We were using Perl 5.10.0 but I tried 5.10.1 and 5.12.1 also.
I used Devel::NYTProf to examine what was happening (see Long time reported for ref($x->{key})) and this is what I got:
313 seconds doing my $ref = ref($self->{_content});! It seems much more likely the 313s was spent in $self->{_content} .= $$chunkref because as far as I can see this builds up the HTTP response 4K at a time concatenating onto an ever growing string. Tim Bunce took a look at my nytprof.out file and said the clicks spent in the offending line started low and kept on increasing to ridiculous levels so perhaps something is going on in taint mode which occurs on the result of the concatenation. As the string grows whatever taint mode causes has to work on an ever increasing string and hence takes longer each iteration.

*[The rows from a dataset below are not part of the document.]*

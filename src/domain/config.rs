//! Runtime settings loaded through [`ConfigPort`].
//!
//! Every key has a default, so an empty configuration is valid. Values are
//! checked by [`crate::domain::config_validation`] before they are read here.

use std::collections::HashMap;

use chrono::{FixedOffset, Offset, Utc};

use crate::domain::config_validation::validate_runtime_config;
use crate::domain::error::DevScriptError;
use crate::domain::series::DEFAULT_MAX_BARS_BACK;
use crate::domain::value::Value;
use crate::ports::config_port::ConfigPort;

pub const DEFAULT_MAX_STEPS: u64 = 1_000_000;
pub const DEFAULT_INITIAL_CAPITAL: f64 = 100_000.0;
pub const DEFAULT_QTY: f64 = 1.0;

#[derive(Debug, Clone, PartialEq)]
pub struct EngineSettings {
    pub max_bars_back: usize,
    /// Node visits allowed per bar before evaluation aborts.
    pub max_steps: u64,
    pub initial_capital: f64,
    pub default_qty: f64,
}

impl Default for EngineSettings {
    fn default() -> Self {
        Self {
            max_bars_back: DEFAULT_MAX_BARS_BACK,
            max_steps: DEFAULT_MAX_STEPS,
            initial_capital: DEFAULT_INITIAL_CAPITAL,
            default_qty: DEFAULT_QTY,
        }
    }
}

/// Static metadata for the traded symbol, exposed as `syminfo*` variables.
#[derive(Debug, Clone, PartialEq)]
pub struct InstrumentInfo {
    pub ticker: String,
    pub exchange: String,
    pub currency: String,
    pub mintick: f64,
    pub point_value: f64,
    pub timezone: String,
    pub timeframe: String,
    pub session_open_hour: u32,
    pub session_close_hour: u32,
}

impl Default for InstrumentInfo {
    fn default() -> Self {
        Self {
            ticker: String::new(),
            exchange: String::new(),
            currency: "USD".to_string(),
            mintick: 0.01,
            point_value: 1.0,
            timezone: "UTC".to_string(),
            timeframe: "1D".to_string(),
            session_open_hour: 9,
            session_close_hour: 16,
        }
    }
}

impl InstrumentInfo {
    /// Offset used for time components and session flags. Unparseable zones fall back to UTC.
    pub fn utc_offset(&self) -> FixedOffset {
        parse_utc_offset(&self.timezone).unwrap_or_else(|| Utc.fix())
    }
}

/// Parse `UTC`, `UTC+5`, `UTC-03:30`, `+09:00` or `-0500` into a fixed offset.
pub fn parse_utc_offset(zone: &str) -> Option<FixedOffset> {
    let zone = zone.trim();
    let rest = zone
        .strip_prefix("UTC")
        .or_else(|| zone.strip_prefix("GMT"))
        .unwrap_or(zone);
    if rest.is_empty() {
        return Some(Utc.fix());
    }
    let (sign, digits) = match rest.as_bytes().first()? {
        b'+' => (1, &rest[1..]),
        b'-' => (-1, &rest[1..]),
        _ => return None,
    };
    let (hours, minutes) = match digits.split_once(':') {
        Some((h, m)) => (h, m),
        None if digits.len() == 4 => digits.split_at(2),
        None => (digits, "0"),
    };
    let hours: i32 = hours.parse().ok()?;
    let minutes: i32 = minutes.parse().ok()?;
    if hours > 14 || minutes >= 60 {
        return None;
    }
    FixedOffset::east_opt(sign * (hours * 3600 + minutes * 60))
}

/// Everything the engine reads from configuration.
#[derive(Debug, Clone, Default)]
pub struct RuntimeConfig {
    pub engine: EngineSettings,
    pub instrument: InstrumentInfo,
    /// `[params]` overrides for `param` declarations, keyed by parameter name.
    pub params: HashMap<String, Value>,
}

impl RuntimeConfig {
    /// Validate then load every section. Missing keys take their defaults.
    pub fn from_port(config: &dyn ConfigPort) -> Result<Self, DevScriptError> {
        validate_runtime_config(config)?;

        let defaults = EngineSettings::default();
        let engine = EngineSettings {
            max_bars_back: config.get_int(
                "engine",
                "max_bars_back",
                defaults.max_bars_back as i64,
            ) as usize,
            max_steps: config.get_int("engine", "max_steps", defaults.max_steps as i64) as u64,
            initial_capital: config.get_double(
                "strategy",
                "initial_capital",
                defaults.initial_capital,
            ),
            default_qty: config.get_double("strategy", "default_qty", defaults.default_qty),
        };

        let base = InstrumentInfo::default();
        let text = |key: &str, fallback: String| {
            config
                .get_string("instrument", key)
                .map(|s| s.trim().to_string())
                .filter(|s| !s.is_empty())
                .unwrap_or(fallback)
        };
        let instrument = InstrumentInfo {
            ticker: text("ticker", base.ticker.clone()),
            exchange: text("exchange", base.exchange.clone()),
            currency: text("currency", base.currency.clone()),
            mintick: config.get_double("instrument", "mintick", base.mintick),
            point_value: config.get_double("instrument", "point_value", base.point_value),
            timezone: text("timezone", base.timezone.clone()),
            timeframe: text("timeframe", base.timeframe.clone()),
            session_open_hour: config.get_int(
                "instrument",
                "session_open_hour",
                base.session_open_hour as i64,
            ) as u32,
            session_close_hour: config.get_int(
                "instrument",
                "session_close_hour",
                base.session_close_hour as i64,
            ) as u32,
        };

        let params = config
            .keys("params")
            .into_iter()
            .filter_map(|key| {
                let raw = config.get_string("params", &key)?;
                Some((key, parse_param_value(&raw)))
            })
            .collect();

        Ok(Self {
            engine,
            instrument,
            params,
        })
    }
}

/// `true`/`false`, a number, or a string (surrounding quotes stripped).
pub fn parse_param_value(raw: &str) -> Value {
    let raw = raw.trim();
    match raw {
        "true" => return Value::Bool(true),
        "false" => return Value::Bool(false),
        "na" => return Value::Na,
        _ => {}
    }
    if let Ok(n) = raw.parse::<f64>() {
        return Value::Number(n);
    }
    let unquoted = raw
        .strip_prefix('"')
        .and_then(|s| s.strip_suffix('"'))
        .unwrap_or(raw);
    Value::Str(unquoted.to_string())
}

For now I've had to disable taint mode as we cannot cope with this. I'd appreciate any ideas.
Comments
An even more straight forward example
In Perl 5.12.1 the following code takes less than 1s to run without taint mode and in taint mode 8 minutes!
use warnings;
use Scalar::Util qw(tainted);
my $fd;
open($fd, ">", "file.dat");
print $fd 'x' x 4096;
close $fd;
my $data;
{
local $/;
open ($fd, "<", "file.dat");
$data = <$fd>;
close $fd;
}
print "data is tainted: ", tainted($data) ? 'yes' : 'no', "\n";
my %hash;
$hash{content} = '';
foreach (1..10000) {
my $ref = ref($hash{content});
#if (!$ref) {
$hash{content} .= $data;
#}
}
print length($hash{content}), "\n";
Use an array of strings instead of a simple string
use warnings;
use Scalar::Util qw(tainted);
my $fd;
open($fd, ">", "file.dat");
print $fd 'x' x 4096;
close $fd;
my $data;
{
local $/;
open ($fd, "<", "file.dat");
$data = <$fd>;
close $fd;
}
print "data is tainted: ", tainted($data) ? 'yes' : 'no', "\n";
my %hash;
$hash{content} = []; # change #1
foreach (1..10000) {
my $ref = ref($hash{content});
#if (!$ref) {
push @{$hash{content}}, $data; # change #2
#}
}
print length(join "", @{$hash{content}}), "\n"; # change #3
Interesting solution
reported to perlbug